Nano is a lot of things:
 Anything less than 100 nm in any dimension regardless of how it was made.
 Anything made by specifically placing materials atom by atom or molecule by molecule.
 Anything made from the bottom up (one atom at a time).
 Anything with unique properties because of its small size (Some of the laws of physics that
apply to macroscopic objects, do not apply to nano-size objects).
Micro vs. Nanotechnology
In addition to the actual size of the objects, fabrication is another primary difference between micro
and nanotechnology. Nanotechnology normally uses what is referred to as the "bottom up"
approach to fabrication. Microtechnology normally uses the "top down" approach.
Bottom up
Assembling a quantum corral
[Images courtesy of IBM STM Image Gallery]

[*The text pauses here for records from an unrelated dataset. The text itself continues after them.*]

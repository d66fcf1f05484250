//! UI behaviors with no DOM dependency: carousel rotation, interval ticking,
//! count-up animation, viewport intersection and cross-fade timing.
//!
//! Timers and frames are reached through the [`TimerHost`] and [`FrameHost`]
//! traits; the browser implementations live in [`crate::browser`].

pub mod count_up;
pub mod crossfade;
pub mod rotation;
pub mod ticker;
pub mod visibility;

#[cfg(test)]
pub(crate) mod manual;

pub use count_up::{CountUp, CountUpAnimator, FrameHost};
pub use crossfade::{CrossFade, MotionPreference};
pub use rotation::Rotation;
pub use ticker::{IntervalTicker, LatestCallback, Period, TimerHost};
pub use visibility::{Rect, Reveal, RootMargin};
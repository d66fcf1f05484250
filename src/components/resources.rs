use yew::prelude::*;

use super::icons::Icon;
use crate::content::RESOURCES;

#[function_component(ResourceHighlights)]
pub fn resource_highlights() -> Html {
    html! {
        <section id="resources" class="section band" aria-label="Resources">
          <div class="container">
            <h2 class="section-title">{ "Free resources to get you started" }</h2>
            <div class="grid-3">
              { for RESOURCES.iter().map(|r| html! {
                  <a key={r.title} href="#" class="card resource-card">
                    <span class="benefit-icon"><Icon kind={r.icon} /></span>
                    <div class="card-title">{ r.title }</div>
                    <p class="muted small">{ r.desc }</p>
                  </a>
              })}
            </div>
          </div>
        </section>
    }
}
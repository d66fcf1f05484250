use thiserror::Error;

/// Why a CSS root-margin string was rejected.
#[derive(Debug, Clone, PartialEq, Eq, Error)]
pub enum MarginParseError {
    #[error("root margin needs 1 to 4 lengths, found {0}")]
    Arity(usize),
    #[error("`{0}` is not a pixel length (expected e.g. `-100px` or `0`)")]
    NotPixels(String),
}

#[derive(Debug, Clone, PartialEq, Eq, Error)]
pub enum ConfigError {
    #[error("landing config is not valid JSON: {0}")]
    Json(String),
    #[error("brand shade {shade} has invalid color `{value}`")]
    InvalidColor { shade: u16, value: String },
    #[error("{field} must be greater than zero")]
    ZeroPeriod { field: &'static str },
}

impl From<serde_json::Error> for ConfigError {
    fn from(e: serde_json::Error) -> Self {
        ConfigError::Json(e.to_string())
    }
}

#[derive(Debug, Clone, PartialEq, Eq, Error)]
pub enum DomError {
    #[error("no window available")]
    NoWindow,
    #[error("IntersectionObserver unavailable: {0}")]
    Observer(String),
}
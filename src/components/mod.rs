pub mod community;
pub mod courses;
pub mod crossfade;
pub mod final_cta;
pub mod footer;
pub mod header;
pub mod hero;
pub mod icons;
pub mod jobs;
pub mod outcomes;
pub mod proof_strip;
pub mod resources;
pub mod testimonials;

pub use community::{CommunityMentorship, MentorDialog};
pub use courses::Courses;
pub use crossfade::CrossFadeStack;
pub use final_cta::FinalCta;
pub use footer::Footer;
pub use header::Header;
pub use hero::Hero;
pub use icons::{Icon, IconKind};
pub use jobs::JobsHighlight;
pub use outcomes::OutcomeNarrative;
pub use proof_strip::{CountUp, ProofStrip};
pub use resources::ResourceHighlights;
pub use testimonials::Testimonials;
//! Viewport intersection rules shared by the observer hook and its fallback.

use std::fmt;
use std::str::FromStr;

use serde::{Deserialize, Serialize};

use crate::error::MarginParseError;

/// A CSS `rootMargin`: grows (positive) or shrinks (negative) the viewport
/// before intersection is tested. Pixel lengths only.
#[derive(Debug, Clone, Copy, PartialEq, Eq, Default, Hash, Serialize, Deserialize)]
#[serde(try_from = "String", into = "String")]
pub struct RootMargin {
    pub top: i32,
    pub right: i32,
    pub bottom: i32,
    pub left: i32,
}

impl RootMargin {
    pub const ZERO: RootMargin = RootMargin::uniform(0);

    pub const fn uniform(px: i32) -> Self {
        Self {
            top: px,
            right: px,
            bottom: px,
            left: px,
        }
    }
}

fn parse_length(token: &str) -> Result<i32, MarginParseError> {
    let digits = if token == "0" {
        token
    } else {
        token
            .strip_suffix("px")
            .ok_or_else(|| MarginParseError::NotPixels(token.to_string()))?
    };
    digits
        .parse::<i32>()
        .map_err(|_| MarginParseError::NotPixels(token.to_string()))
}

impl FromStr for RootMargin {
    type Err = MarginParseError;

    /// CSS shorthand: `a`, `a b`, `a b c` or `a b c d` (top, right, bottom, left).
    fn from_str(s: &str) -> Result<Self, Self::Err> {
        let parts = s
            .split_whitespace()
            .map(parse_length)
            .collect::<Result<Vec<_>, _>>()?;
        let (top, right, bottom, left) = match parts.as_slice() {
            [a] => (*a, *a, *a, *a),
            [v, h] => (*v, *h, *v, *h),
            [t, h, b] => (*t, *h, *b, *h),
            [t, r, b, l] => (*t, *r, *b, *l),
            other => return Err(MarginParseError::Arity(other.len())),
        };
        Ok(Self {
            top,
            right,
            bottom,
            left,
        })
    }
}

impl fmt::Display for RootMargin {
    fn fmt(&self, f: &mut fmt::Formatter<'_>) -> fmt::Result {
        write!(
            f,
            "{}px {}px {}px {}px",
            self.top, self.right, self.bottom, self.left
        )
    }
}

impl TryFrom<String> for RootMargin {
    type Error = MarginParseError;

    fn try_from(s: String) -> Result<Self, Self::Error> {
        s.parse()
    }
}

impl From<RootMargin> for String {
    fn from(m: RootMargin) -> Self {
        m.to_string()
    }
}

/// Axis-aligned box in CSS pixels, viewport coordinates.
#[derive(Debug, Clone, Copy, PartialEq)]
pub struct Rect {
    pub top: f64,
    pub right: f64,
    pub bottom: f64,
    pub left: f64,
}

impl Rect {
    pub fn viewport(width: f64, height: f64) -> Self {
        Self {
            top: 0.0,
            right: width,
            bottom: height,
            left: 0.0,
        }
    }

    fn expand(self, m: RootMargin) -> Self {
        Self {
            top: self.top - f64::from(m.top),
            right: self.right + f64::from(m.right),
            bottom: self.bottom + f64::from(m.bottom),
            left: self.left - f64::from(m.left),
        }
    }
}

pub fn intersects(element: Rect, viewport: Rect, margin: RootMargin) -> bool {
    let root = viewport.expand(margin);
    element.top < root.bottom
        && element.bottom > root.top
        && element.left < root.right
        && element.right > root.left
}

/// A missing element is never visible.
pub fn resolve_visibility(element: Option<Rect>, viewport: Rect, margin: RootMargin) -> bool {
    element.is_some_and(|rect| intersects(rect, viewport, margin))
}

/// Latched visibility: once an element has been seen it stays revealed.
#[derive(Debug, Clone, Copy, PartialEq, Eq, Default)]
pub struct Reveal {
    revealed: bool,
}

impl Reveal {
    pub fn observe(self, visible: bool) -> Self {
        Self {
            revealed: self.revealed || visible,
        }
    }

    pub fn is_revealed(self) -> bool {
        self.revealed
    }
}

#[cfg(test)]
mod tests {
    use super::*;

    fn strip_at(top: f64) -> Rect {
        Rect {
            top,
            right: 1280.0,
            bottom: top + 160.0,
            left: 0.0,
        }
    }

    #[test]
    fn parses_css_shorthand() {
        assert_eq!("-100px".parse(), Ok(RootMargin::uniform(-100)));
        assert_eq!("0".parse(), Ok(RootMargin::ZERO));
        assert_eq!(
            "10px 20px".parse(),
            Ok(RootMargin {
                top: 10,
                right: 20,
                bottom: 10,
                left: 20
            })
        );
        assert_eq!(
            "1px 2px 3px".parse(),
            Ok(RootMargin {
                top: 1,
                right: 2,
                bottom: 3,
                left: 2
            })
        );
    }

    #[test]
    fn rejects_bad_margins() {
        assert_eq!("".parse::<RootMargin>(), Err(MarginParseError::Arity(0)));
        assert_eq!(
            "1px 1px 1px 1px 1px".parse::<RootMargin>(),
            Err(MarginParseError::Arity(5))
        );
        assert_eq!(
            "10%".parse::<RootMargin>(),
            Err(MarginParseError::NotPixels("10%".into()))
        );
        assert_eq!(
            "px".parse::<RootMargin>(),
            Err(MarginParseError::NotPixels("px".into()))
        );
    }

    #[test]
    fn display_is_observer_ready() {
        assert_eq!(RootMargin::uniform(-100).to_string(), "-100px -100px -100px -100px");
    }

    #[test]
    fn serde_uses_css_string() {
        let m: RootMargin = serde_json::from_str("\"-100px\"").unwrap();
        assert_eq!(m, RootMargin::uniform(-100));
        assert!(serde_json::from_str::<RootMargin>("\"50vh\"").is_err());
    }

    #[test]
    fn negative_margin_delays_visibility() {
        let vp = Rect::viewport(1280.0, 800.0);
        let peeking = strip_at(750.0);
        assert!(intersects(peeking, vp, RootMargin::ZERO));
        assert!(!intersects(peeking, vp, RootMargin::uniform(-100)));
        assert!(intersects(strip_at(650.0), vp, RootMargin::uniform(-100)));
    }

    #[test]
    fn positive_margin_reports_early() {
        let vp = Rect::viewport(1280.0, 800.0);
        let below = strip_at(850.0);
        assert!(!intersects(below, vp, RootMargin::ZERO));
        assert!(intersects(below, vp, RootMargin::uniform(100)));
    }

    #[test]
    fn scrolled_past_is_not_visible() {
        let vp = Rect::viewport(1280.0, 800.0);
        assert!(!intersects(strip_at(-400.0), vp, RootMargin::ZERO));
    }

    #[test]
    fn missing_element_is_not_visible() {
        let vp = Rect::viewport(1280.0, 800.0);
        assert!(!resolve_visibility(None, vp, RootMargin::uniform(500)));
        assert!(resolve_visibility(Some(strip_at(100.0)), vp, RootMargin::ZERO));
    }

    #[test]
    fn reveal_waits_for_first_sighting() {
        let hidden = [false, false, false]
            .into_iter()
            .fold(Reveal::default(), Reveal::observe);
        assert!(!hidden.is_revealed());
        assert!(hidden.observe(true).is_revealed());
    }

    #[test]
    fn reveal_stays_latched_after_leaving_view() {
        let seen = Reveal::default().observe(true).observe(false).observe(false);
        assert!(seen.is_revealed());
    }
}
use gloo::console::debug;
use yew::prelude::*;

use crate::browser::current_year;
use crate::content::{anchor_for, BRAND_NAME, FOOTER_COLUMNS};

#[function_component(Footer)]
pub fn footer() -> Html {
    let year = use_memo((), |_| current_year());

    // No backend; the form only keeps the page from reloading.
    let on_subscribe = Callback::from(|e: SubmitEvent| {
        e.prevent_default();
        debug!("newsletter submit intercepted");
    });

    html! {
        <footer class="site-footer" aria-label="Footer">
          <div class="container footer-grid">
            <div>
              <div class="brand">
                <div class="brand-mark">{ "A" }</div>
                <span class="brand-name">{ BRAND_NAME }</span>
              </div>
              <p class="muted small">{ "Learn, grow, and get hired with mentors who have been there." }</p>
            </div>
            { for FOOTER_COLUMNS.iter().map(|col| html! {
                <div key={col.heading}>
                  <div class="footer-heading">{ col.heading }</div>
                  <ul class="footer-links">
                    { for col.links.iter().map(|l| html! {
                        <li key={*l}><a href={anchor_for(l)}>{ *l }</a></li>
                    })}
                  </ul>
                </div>
            })}
            <form class="newsletter" onsubmit={on_subscribe}>
              <label class="footer-heading" for="newsletter-email">{ "Newsletter" }</label>
              <div class="newsletter-row">
                <input id="newsletter-email" type="email" required={true} placeholder="you@example.com" />
                <button type="submit" class="btn btn-primary btn-sm">{ "Subscribe" }</button>
              </div>
            </form>
          </div>
          <div class="container footer-base small muted">
            { format!("\u{a9} {} {}. All rights reserved.", *year, BRAND_NAME) }
          </div>
        </footer>
    }
}
use yew::prelude::*;

use crate::behavior::{IntervalTicker, LatestCallback, Period};
use crate::browser::BrowserTimers;

/// Calls `callback` every `period` until unmount. `Period::Disabled` pauses.
///
/// The callback is swapped into a shared slot on every render, so the timer
/// always runs the one from the latest render. Only a period change
/// reschedules the underlying interval.
#[hook]
pub fn use_interval<F>(callback: F, period: Period)
where
    F: FnMut() + 'static,
{
    let latest = use_memo((), |_| LatestCallback::noop());
    latest.replace(callback);

    let latest = (*latest).clone();
    use_effect_with(period, move |&period| {
        let ticker = IntervalTicker::start(BrowserTimers, latest, period);
        move || drop(ticker)
    });
}
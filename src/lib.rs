//! Aerie Academy landing page.
//!
//! The page is static content plus three reusable behaviors in [`behavior`]:
//! an interval ticker driving the carousels, a viewport visibility detector
//! and a count-up animator for the metric strip. [`hooks`] binds them to the
//! browser; [`components`] renders the sections.

pub mod app;
pub mod behavior;
pub mod browser;
pub mod components;
pub mod config;
pub mod content;
pub mod error;
pub mod hooks;
pub mod theme;

use std::rc::Rc;

use gloo::console::log;

use app::{App, AppProps};
use config::LandingConfig;

/// Loads the config and mounts [`App`] on `<body>`.
pub fn start() {
    let config = LandingConfig::load();
    log!("aerie landing: mounting");
    yew::Renderer::<App>::with_props(AppProps {
        config: Rc::new(config),
    })
    .render();
}
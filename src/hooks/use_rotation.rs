use std::rc::Rc;

use yew::prelude::*;

use crate::behavior::{Period, Rotation};

use super::use_interval;

pub enum RotationAction {
    Advance,
    Retreat,
    GoTo(usize),
}

impl Reducible for Rotation {
    type Action = RotationAction;

    fn reduce(self: Rc<Self>, action: Self::Action) -> Rc<Self> {
        let next = match action {
            RotationAction::Advance => self.advance(),
            RotationAction::Retreat => self.retreat(),
            RotationAction::GoTo(i) => self.go_to(i),
        };
        Rc::new(next)
    }
}

/// Carousel index over `len` items, auto-advanced every `period`.
#[hook]
pub fn use_rotation(len: usize, period: Period) -> UseReducerHandle<Rotation> {
    let rotation = use_reducer_eq(move || Rotation::new(len));
    let dispatcher = rotation.dispatcher();
    use_interval(move || dispatcher.dispatch(RotationAction::Advance), period);
    rotation
}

The bottom up approach means a structure is made by building it atom by atom or molecule by
molecule from the bottom up. Each individual atom or molecule is manipulated or controlled for
correct placement.
The figure on the left (above) shows four stages in the assembly of a quantum corral. The figure on
the right (above) shows the final assembly of a corral that has been made by placing 48 iron atoms
in a circle, one at a time, onto the surface of gold.
So what does the bottom up approach sound like?
Nature or the building of a living object.
 The cells of a seed multiply to become a full blown tree.
 The tree continues to grow by taking individual atoms and molecules and assembling its leaves.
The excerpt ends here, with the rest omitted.